L’ipotesi che il vaccino possa aumentare la gravità di Covid 19 – Esiste anche un altro aspetto, che va tenuto in considerazione, citato da Nature, è bene chiarire che è solo una proiezione non verificabile allo stato attuale, ovvero la possibilità che un vaccino aumenti la gravità di Covid 19 che è una malattia ancora poco conosciuta e diventa devastante a causa di risposte immunitarie inappropriate del nostro organismo, eccessive e/o inadeguate: è la tempesta di citochine (le nostre difese aumentano in modo sproporzionato), a fare più danni del virus stesso. Di conseguenza, molti trattamenti farmacologici adottati sono finalizzati a rallentare, e non tanto a stimolare, le risposte immunitarie/infiammatorie (Tocilizumab, desametasone, e altri immunomodulanti ecc). Uno dei rischi, secondo Nature, è quello di indurre anticorpi in grado di legarsi ai coronavirus, addirittura facilitando l’ingresso del virus nelle cellule o la loro infezione, invece di bloccarla (antibody-dependent enhancement). Questo fenomeno è stato osservato con molti virus, inclusi i coronavirus. Si sospetta, purtroppo, che possa quindi verificarsi anche con il Covid19, è quindi necessaria molta prudenza, “la possibilità di una Antibody-dependent enhancement che significa aumentata possibilità di malattia dovuta agli anticorpi, esiste anche per questo virus – continua Antonio Cassone – chi propone l’approvazione del vaccino dovrà riportare dati e ragionamenti che dimostrano che questo evento è remoto o trascurabile per il loro vaccino”.

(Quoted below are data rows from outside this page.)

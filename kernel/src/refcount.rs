/*
 * SPDX-License-Identifier: BlueOak-1.0.0
 * Copyright (c) Anillo OS Developers
 */

//! `frefcount_t` (`kernel-include/ferro/core/refcount.h`): the retain/release
//! idiom every kernel object (threads, channels, mappings, futex entries,
//! monitor items) shares.
//!
//! Retain is a relaxed CAS loop that refuses to resurrect a count that has
//! already reached zero. Release is an acquire-release CAS loop so that the
//! thread observing the transition to zero has acquire-ordered visibility of
//! every write the other retainers did before releasing.

use core::sync::atomic::{AtomicUsize, Ordering};

use crate::error::Status;

/// An atomic reference count with an explicit "already dead" terminal state,
/// instead of silently wrapping or panicking on underflow.
#[derive(Debug)]
pub struct RefCount {
    count: AtomicUsize,
}

impl RefCount {
    /// Create a new count, initially held once (by the caller constructing
    /// the object).
    pub const fn new() -> Self {
        Self { count: AtomicUsize::new(1) }
    }

    /// Current count, for diagnostics only — never branch kernel logic on
    /// this value without holding the lock that serializes it, since it can
    /// change concurrently.
    pub fn load(&self) -> usize {
        self.count.load(Ordering::Relaxed)
    }

    /// Add one reference. Fails with [`Status::PermanentOutage`] if the
    /// count had already reached zero (the object is being, or has been,
    /// torn down) — the caller must treat the object as gone and must not
    /// dereference it further.
    pub fn retain(&self) -> Result<(), Status> {
        let mut current = self.count.load(Ordering::Relaxed);
        loop {
            if current == 0 {
                return Err(Status::PermanentOutage);
            }
            match self.count.compare_exchange_weak(
                current,
                current + 1,
                Ordering::Relaxed,
                Ordering::Relaxed,
            ) {
                Ok(_) => return Ok(()),
                Err(observed) => current = observed,
            }
        }
    }

    /// Drop one reference. Returns [`Status::PermanentOutage`] when this
    /// call took the count to zero — the caller owns the teardown. Returns
    /// [`Status::AlreadyInProgress`] if the count was already zero (a
    /// double-release bug upstream; callers should treat this as fatal).
    pub fn release(&self) -> Result<(), Status> {
        let mut current = self.count.load(Ordering::Relaxed);
        loop {
            if current == 0 {
                return Err(Status::AlreadyInProgress);
            }
            match self.count.compare_exchange_weak(
                current,
                current - 1,
                Ordering::Release,
                Ordering::Relaxed,
            ) {
                Ok(_) if current == 1 => {
                    core::sync::atomic::fence(Ordering::Acquire);
                    return Err(Status::PermanentOutage);
                }
                Ok(_) => return Ok(()),
                Err(observed) => current = observed,
            }
        }
    }
}

impl Default for RefCount {
    fn default() -> Self {
        Self::new()
    }
}

#[cfg(test)]
mod tests {
    use super::*;

    #[test]
    fn single_owner_release_reports_permanent_outage() {
        let rc = RefCount::new();
        assert_eq!(rc.release(), Err(Status::PermanentOutage));
    }

    #[test]
    fn retain_then_release_twice_drains_to_zero() {
        let rc = RefCount::new();
        rc.retain().unwrap();
        assert_eq!(rc.load(), 2);
        assert_eq!(rc.release(), Ok(()));
        assert_eq!(rc.release(), Err(Status::PermanentOutage));
    }

    #[test]
    fn retain_after_death_fails() {
        let rc = RefCount::new();
        assert_eq!(rc.release(), Err(Status::PermanentOutage));
        assert_eq!(rc.retain(), Err(Status::PermanentOutage));
    }

    #[test]
    fn double_release_after_death_reports_already_in_progress() {
        let rc = RefCount::new();
        assert_eq!(rc.release(), Err(Status::PermanentOutage));
        assert_eq!(rc.release(), Err(Status::AlreadyInProgress));
    }
}
/*
 * SPDX-License-Identifier: BlueOak-1.0.0
 * Copyright (c) Anillo OS Developers
 */

//! The spinlock family `locks.h` / `locks.spin.h` describe: a plain
//! test-and-test-and-set spinlock (`flock_spin_t`) and an interrupt-safe
//! variant that additionally masks local interrupts for the duration of the
//! critical section (`flock_spin_intsafe_t`), so a lock held by a thread can
//! never be contended by an interrupt handler on the same core.
//!
//! Everything in `kernel` that needs mutual exclusion below the level of a
//! waitqueue (run queue locks, futex bucket locks, channel queue locks) is
//! built on one of these two types.

use core::{
    cell::UnsafeCell,
    hint,
    ops::{Deref, DerefMut},
    sync::atomic::{AtomicBool, Ordering},
};

use crate::interrupts::InterruptGuard;

/// Shared interface for the two spinlock flavors below, mirroring the way
/// the teacher's `interface::Mutex` decouples callers from the concrete lock
/// type.
pub mod interface {
    /// Any object implementing this trait guarantees exclusive access to the
    /// data wrapped within the lock for the duration of the provided
    /// closure.
    pub trait Mutex {
        /// The type of the data that is wrapped by this lock.
        type Data;

        /// Locks and grants the closure temporary mutable access to the
        /// wrapped data.
        fn lock<R>(&self, f: impl FnOnce(&mut Self::Data) -> R) -> R;
    }
}

/// A plain test-and-test-and-set spinlock. Does not mask interrupts; must
/// never be held across a call that can be preempted by an interrupt handler
/// running on the same core and trying to take the same lock (use
/// [`IrqSafeSpinLock`] there instead).
pub struct SpinLock<T: ?Sized> {
    locked: AtomicBool,
    data: UnsafeCell<T>,
}

unsafe impl<T: ?Sized + Send> Send for SpinLock<T> {}
unsafe impl<T: ?Sized + Send> Sync for SpinLock<T> {}

impl<T> SpinLock<T> {
    /// Create an instance, initially unlocked.
    pub const fn new(data: T) -> Self {
        Self { locked: AtomicBool::new(false), data: UnsafeCell::new(data) }
    }
}

impl<T: ?Sized> SpinLock<T> {
    fn acquire(&self) {
        loop {
            if self
                .locked
                .compare_exchange_weak(false, true, Ordering::Acquire, Ordering::Relaxed)
                .is_ok()
            {
                return;
            }
            while self.locked.load(Ordering::Relaxed) {
                hint::spin_loop();
            }
        }
    }

    fn release(&self) {
        self.locked.store(false, Ordering::Release);
    }

    /// Acquire the lock, returning a guard that releases it on drop.
    pub fn lock(&self) -> SpinLockGuard<'_, T> {
        self.acquire();
        SpinLockGuard { lock: self }
    }

    /// Try to acquire without spinning. `None` if already held.
    pub fn try_lock(&self) -> Option<SpinLockGuard<'_, T>> {
        self.locked
            .compare_exchange(false, true, Ordering::Acquire, Ordering::Relaxed)
            .is_ok()
            .then(|| SpinLockGuard { lock: self })
    }
}

impl<T: ?Sized> interface::Mutex for SpinLock<T> {
    type Data = T;

    fn lock<R>(&self, f: impl FnOnce(&mut Self::Data) -> R) -> R {
        let mut guard = self.lock();
        f(&mut guard)
    }
}

/// RAII guard for [`SpinLock`].
pub struct SpinLockGuard<'a, T: ?Sized> {
    lock: &'a SpinLock<T>,
}

impl<T: ?Sized> Deref for SpinLockGuard<'_, T> {
    type Target = T;
    fn deref(&self) -> &T {
        unsafe { &*self.lock.data.get() }
    }
}

impl<T: ?Sized> DerefMut for SpinLockGuard<'_, T> {
    fn deref_mut(&mut self) -> &mut T {
        unsafe { &mut *self.lock.data.get() }
    }
}

impl<T: ?Sized> Drop for SpinLockGuard<'_, T> {
    fn drop(&mut self) {
        self.lock.release();
    }
}

/// A spinlock that additionally disables local interrupts for the duration
/// the lock is held, the `flock_spin_intsafe_t` counterpart. Use this for any
/// data an interrupt handler (e.g. the timer tick, an IPI handler) can also
/// touch — run queues, the futex table, per-CPU scheduler state.
pub struct IrqSafeSpinLock<T: ?Sized> {
    inner: SpinLock<T>,
}

impl<T> IrqSafeSpinLock<T> {
    /// Create an instance, initially unlocked.
    pub const fn new(data: T) -> Self {
        Self { inner: SpinLock::new(data) }
    }
}

impl<T: ?Sized> IrqSafeSpinLock<T> {
    /// Mask interrupts, then acquire the spinlock. Interrupts are restored to
    /// whatever state they were in when the guard drops.
    pub fn lock(&self) -> IrqSafeSpinLockGuard<'_, T> {
        let irq_guard = InterruptGuard::disable();
        self.inner.acquire();
        IrqSafeSpinLockGuard { lock: &self.inner, _irq_guard: irq_guard }
    }
}

impl<T: ?Sized> interface::Mutex for IrqSafeSpinLock<T> {
    type Data = T;

    fn lock<R>(&self, f: impl FnOnce(&mut Self::Data) -> R) -> R {
        let mut guard = self.lock();
        f(&mut guard)
    }
}

/// RAII guard for [`IrqSafeSpinLock`]. Releasing it both unlocks the
/// spinlock and, if no other [`InterruptGuard`] is outstanding, unmasks
/// interrupts.
pub struct IrqSafeSpinLockGuard<'a, T: ?Sized> {
    lock: &'a SpinLock<T>,
    _irq_guard: InterruptGuard,
}

impl<T: ?Sized> Deref for IrqSafeSpinLockGuard<'_, T> {
    type Target = T;
    fn deref(&self) -> &T {
        unsafe { &*self.lock.data.get() }
    }
}

impl<T: ?Sized> DerefMut for IrqSafeSpinLockGuard<'_, T> {
    fn deref_mut(&mut self) -> &mut T {
        unsafe { &mut *self.lock.data.get() }
    }
}

impl<T: ?Sized> Drop for IrqSafeSpinLockGuard<'_, T> {
    fn drop(&mut self) {
        self.lock.release();
        // `_irq_guard` drops after this, restoring the prior interrupt mask.
    }
}

#[cfg(test)]
mod tests {
    use super::*;

    #[test]
    fn spinlock_mutates_through_guard() {
        let lock = SpinLock::new(0u32);
        *lock.lock() += 1;
        *lock.lock() += 1;
        assert_eq!(*lock.lock(), 2);
    }

    #[test]
    fn spinlock_try_lock_fails_while_held() {
        let lock = SpinLock::new(());
        let guard = lock.lock();
        assert!(lock.try_lock().is_none());
        drop(guard);
        assert!(lock.try_lock().is_some());
    }

    #[test]
    fn irq_safe_spinlock_mutates_through_guard() {
        let lock = IrqSafeSpinLock::new(vec![1, 2, 3]);
        lock.lock().push(4);
        assert_eq!(*lock.lock(), vec![1, 2, 3, 4]);
    }
}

Infine, nelle conclusioni dell’editoriale di Lancet correlato al vaccino di Oxford, due esperti della Johns Hopkins Bloomberg School of Public Health – Naor Bar Zeev, docente di salute internazionale e William Moss, docente di epidemiologia – sono convinti che le implicazioni sociali legate all’opinione pubblica saranno determinanti perché “il successo dei vaccini Covid 19 dipende dalla fiducia della comunità nelle scienze dei vaccini, che richiede una valutazione completa e trasparente del rischio e una comunicazione onesta dei potenziali danni”.